## YOUR TASK
Transcribe the data. Leave out nothing.

## Stored data
◆ ◆ ◆ ◆

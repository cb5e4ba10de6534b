/*
    MartyPC
    https://github.com/dbalsom/martypc

    Copyright 2022-2025 Daniel Balsom

    Permission is hereby granted, free of charge, to any person obtaining a
    copy of this software and associated documentation files (the “Software”),
    to deal in the Software without restriction, including without limitation
    the rights to use, copy, modify, merge, publish, distribute, sublicense,
    and/or sell copies of the Software, and to permit persons to whom the
    Software is furnished to do so, subject to the following conditions:

    The above copyright notice and this permission notice shall be included in
    all copies or substantial portions of the Software.

    THE SOFTWARE IS PROVIDED “AS IS”, WITHOUT WARRANTY OF ANY KIND, EXPRESS OR
    IMPLIED, INCLUDING BUT NOT LIMITED TO THE WARRANTIES OF MERCHANTABILITY,
    FITNESS FOR A PARTICULAR PURPOSE AND NONINFRINGEMENT. IN NO EVENT SHALL THE
    AUTHORS OR COPYRIGHT HOLDERS BE LIABLE FOR ANY CLAIM, DAMAGES OR OTHER
    LIABILITY, WHETHER IN AN ACTION OF CONTRACT, TORT OR OTHERWISE, ARISING
    FROM, OUT OF OR IN CONNECTION WITH THE SOFTWARE OR THE USE OR OTHER
    DEALINGS IN THE SOFTWARE.

    ---------------------------------------------------------------------------

    pipeline.rs

    Runs a complete generation: loads the table against the catalog, validates every
    family, and emits the decode, execution and test artifacts.

*/

use std::collections::{BTreeMap, BTreeSet, HashSet};

use crate::{
    descriptor::InstructionDescriptor,
    emit,
    error::OpgenError,
    semantics::FamilySemantics,
    table::{OpcodeKey, OpcodeTable},
};

#[derive(Clone, Debug, Default)]
pub struct GenerationOptions {
    /// Restrict output to these opcodes. Every listed opcode must be claimed by a family.
    pub opcode_filter: Option<BTreeSet<OpcodeKey>>,
}

impl GenerationOptions {
    pub fn with_filter<I: IntoIterator<Item = OpcodeKey>>(keys: I) -> Self {
        Self {
            opcode_filter: Some(keys.into_iter().collect()),
        }
    }

    fn selects(&self, key: OpcodeKey) -> bool {
        self.opcode_filter.as_ref().map_or(true, |filter| filter.contains(&key))
    }
}

/// The three generated texts, ready to be spliced into the emulator sources.
#[derive(Clone, Debug, Default, PartialEq, Eq)]
pub struct Artifacts {
    pub decode: String,
    pub execution: String,
    pub tests: String,
}

/// Family names and the identifiers derived from them must be unique.
fn check_catalog(catalog: &[FamilySemantics]) -> Result<(), OpgenError> {
    let mut names = HashSet::new();
    let mut encoded = HashSet::new();
    for family in catalog {
        if !names.insert(family.name) || !encoded.insert(family.encoded_name()) {
            return Err(OpgenError::DuplicateFamily(family.name.to_string()));
        }
        if family.opcodes.is_empty() {
            return Err(OpgenError::EmptyFamily(family.name.to_string()));
        }
    }
    Ok(())
}

/// Report table opcodes no family claims. Fatal when such an opcode was asked for.
fn check_authoring_gaps(table: &OpcodeTable, options: &GenerationOptions) -> Result<(), OpgenError> {
    if let Some(filter) = &options.opcode_filter {
        for key in filter {
            match table.get(key) {
                Some(record) if record.family().is_some() => {}
                Some(record) => {
                    return Err(OpgenError::AuthoringGap {
                        mnemonic: record.assembly(),
                        opcodes: key.to_string(),
                    })
                }
                None => {
                    return Err(OpgenError::AuthoringGap {
                        mnemonic: "opcode not in table".to_string(),
                        opcodes: key.to_string(),
                    })
                }
            }
        }
        return Ok(());
    }

    let mut gaps: BTreeMap<String, Vec<String>> = BTreeMap::new();
    for record in table.unclaimed() {
        gaps.entry(record.mnemonic.clone()).or_default().push(record.key.to_string());
    }
    for (mnemonic, opcodes) in &gaps {
        log::warn!("No authored semantics for {} ({}), skipping", mnemonic, opcodes.join(", "));
    }
    Ok(())
}

/// Generate all three artifacts. Every family is merged and flag-checked regardless of the
/// filter, so a run restricted to a few opcodes still rejects an inconsistent catalog.
pub fn generate(
    table_json: &str,
    catalog: &[FamilySemantics],
    options: &GenerationOptions,
) -> Result<Artifacts, OpgenError> {
    check_catalog(catalog)?;

    let table = OpcodeTable::load(table_json, catalog)?;
    check_authoring_gaps(&table, options)?;

    let mut descriptors = Vec::with_capacity(catalog.len());
    for (index, family) in catalog.iter().enumerate() {
        let records: Vec<_> = table.members(index).collect();
        let desc = InstructionDescriptor::merge(family, &records)?;
        log::debug!(
            "Family '{}': {} opcodes, flags {}, length {}",
            family.name,
            desc.members.len(),
            desc.flags,
            desc.length
        );
        descriptors.push(desc);
    }

    let mut artifacts = Artifacts::default();
    let mut routines = Vec::new();
    let mut test_blocks = Vec::new();
    let mut opcode_count = 0;

    for desc in &descriptors {
        let routine = emit::execute::routine(desc)?;

        let selected: Vec<_> = desc.members.iter().filter(|m| options.selects(m.key())).collect();
        if selected.is_empty() {
            continue;
        }

        for member in selected {
            artifacts.decode.push_str(&emit::decode::branch(desc, member));
            test_blocks.push(emit::tests::cases(desc, member)?);
            opcode_count += 1;
        }
        routines.push(routine);
    }

    artifacts.execution = routines.join("\n");
    artifacts.tests = test_blocks.join("\n");

    log::info!(
        "Generated {} opcodes in {} routines ({} opcodes in table)",
        opcode_count,
        routines.len(),
        table.len()
    );
    Ok(artifacts)
}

◆ ◆ ◆ ◆

## RESPONSE
repository cb5e4ba10de6534b
/*
    MartyPC
    https://github.com/dbalsom/martypc

    Copyright 2022-2025 Daniel Balsom

    Permission is hereby granted, free of charge, to any person obtaining a
    copy of this software and associated documentation files (the “Software”),
    to deal in the Software without restriction, including without limitation
    the rights to use, copy, modify, merge, publish, distribute, sublicense,
    and/or sell copies of the Software, and to permit persons to whom the
    Software is furnished to do so, subject to the following conditions:

    The above copyright notice and this permission notice shall be included in
    all copies or substantial portions of the Software.

    THE SOFTWARE IS PROVIDED “AS IS”, WITHOUT WARRANTY OF ANY KIND, EXPRESS OR
    IMPLIED, INCLUDING BUT NOT LIMITED TO THE WARRANTIES OF MERCHANTABILITY,
    FITNESS FOR A PARTICULAR PURPOSE AND NONINFRINGEMENT. IN NO EVENT SHALL THE
    AUTHORS OR COPYRIGHT HOLDERS BE LIABLE FOR ANY CLAIM, DAMAGES OR OTHER
    LIABILITY, WHETHER IN AN ACTION OF CONTRACT, TORT OR OTHERWISE, ARISING
    FROM, OUT OF OR IN CONNECTION WITH THE SOFTWARE OR THE USE OR OTHER
    DEALINGS IN THE SOFTWARE.

    ---------------------------------------------------------------------------

    pipeline.rs

    Runs a complete generation: loads the table against the catalog, validates every
    family, and emits the decode, execution and test artifacts.

*/

use std::collections::{BTreeMap, BTreeSet, HashSet};

use crate::{
    descriptor::InstructionDescriptor,
    emit,
    error::OpgenError,
    semantics::FamilySemantics,
    table::{OpcodeKey, OpcodeTable},
};

#[derive(Clone, Debug, Default)]
pub struct GenerationOptions {
    /// Restrict output to these opcodes. Every listed opcode must be claimed by a family.
    pub opcode_filter: Option<BTreeSet<OpcodeKey>>,
}

impl GenerationOptions {
    pub fn with_filter<I: IntoIterator<Item = OpcodeKey>>(keys: I) -> Self {
        Self {
            opcode_filter: Some(keys.into_iter().collect()),
        }
    }

    fn selects(&self, key: OpcodeKey) -> bool {
        self.opcode_filter.as_ref().map_or(true, |filter| filter.contains(&key))
    }
}

/// The three generated texts, ready to be spliced into the emulator sources.
#[derive(Clone, Debug, Default, PartialEq, Eq)]
pub struct Artifacts {
    pub decode: String,
    pub execution: String,
    pub tests: String,
}

/// Family names and the identifiers derived from them must be unique.
fn check_catalog(catalog: &[FamilySemantics]) -> Result<(), OpgenError> {
    let mut names = HashSet::new();
    let mut encoded = HashSet::new();
    for family in catalog {
        if !names.insert(family.name) || !encoded.insert(family.encoded_name()) {
            return Err(OpgenError::DuplicateFamily(family.name.to_string()));
        }
        if family.opcodes.is_empty() {
            return Err(OpgenError::EmptyFamily(family.name.to_string()));
        }
    }
    Ok(())
}

/// Report table opcodes no family claims. Fatal when such an opcode was asked for.
fn check_authoring_gaps(table: &OpcodeTable, options: &GenerationOptions) -> Result<(), OpgenError> {
    if let Some(filter) = &options.opcode_filter {
        for key in filter {
            match table.get(key) {
                Some(record) if record.family().is_some() => {}
                Some(record) => {
                    return Err(OpgenError::AuthoringGap {
                        mnemonic: record.assembly(),
                        opcodes: key.to_string(),
                    })
                }
                None => {
                    return Err(OpgenError::AuthoringGap {
                        mnemonic: "opcode not in table".to_string(),
                        opcodes: key.to_string(),
                    })
                }
            }
        }
        return Ok(());
    }

    let mut gaps: BTreeMap<String, Vec<String>> = BTreeMap::new();
    for record in table.unclaimed() {
        gaps.entry(record.mnemonic.clone()).or_default().push(record.key.to_string());
    }
    for (mnemonic, opcodes) in &gaps {
        log::warn!("No authored semantics for {} ({}), skipping", mnemonic, opcodes.join(", "));
    }
    Ok(())
}

/// Generate all three artifacts. Every family is merged and flag-checked regardless of the
/// filter, so a run restricted to a few opcodes still rejects an inconsistent catalog.
pub fn generate(
    table_json: &str,
    catalog: &[FamilySemantics],
    options: &GenerationOptions,
) -> Result<Artifacts, OpgenError> {
    check_catalog(catalog)?;

    let table = OpcodeTable::load(table_json, catalog)?;
    check_authoring_gaps(&table, options)?;

    let mut descriptors = Vec::with_capacity(catalog.len());
    for (index, family) in catalog.iter().enumerate() {
        let records: Vec<_> = table.members(index).collect();
        let desc = InstructionDescriptor::merge(family, &records)?;
        log::debug!(
            "Family '{}': {} opcodes, flags {}, length {}",
            family.name,
            desc.members.len(),
            desc.flags,
            desc.length
        );
        descriptors.push(desc);
    }

    let mut artifacts = Artifacts::default();
    let mut routines = Vec::new();
    let mut test_blocks = Vec::new();
    let mut opcode_count = 0;

    for desc in &descriptors {
        let routine = emit::execute::routine(desc)?;

        let selected: Vec<_> = desc.members.iter().filter(|m| options.selects(m.key())).collect();
        if selected.is_empty() {
            continue;
        }

        for member in selected {
            artifacts.decode.push_str(&emit::decode::branch(desc, member));
            test_blocks.push(emit::tests::cases(desc, member)?);
            opcode_count += 1;
        }
        routines.push(routine);
    }

    artifacts.execution = routines.join("\n");
    artifacts.tests = test_blocks.join("\n");

    log::info!(
        "Generated {} opcodes in {} routines ({} opcodes in table)",
        opcode_count,
        routines.len(),
        table.len()
    );
    Ok(artifacts)
}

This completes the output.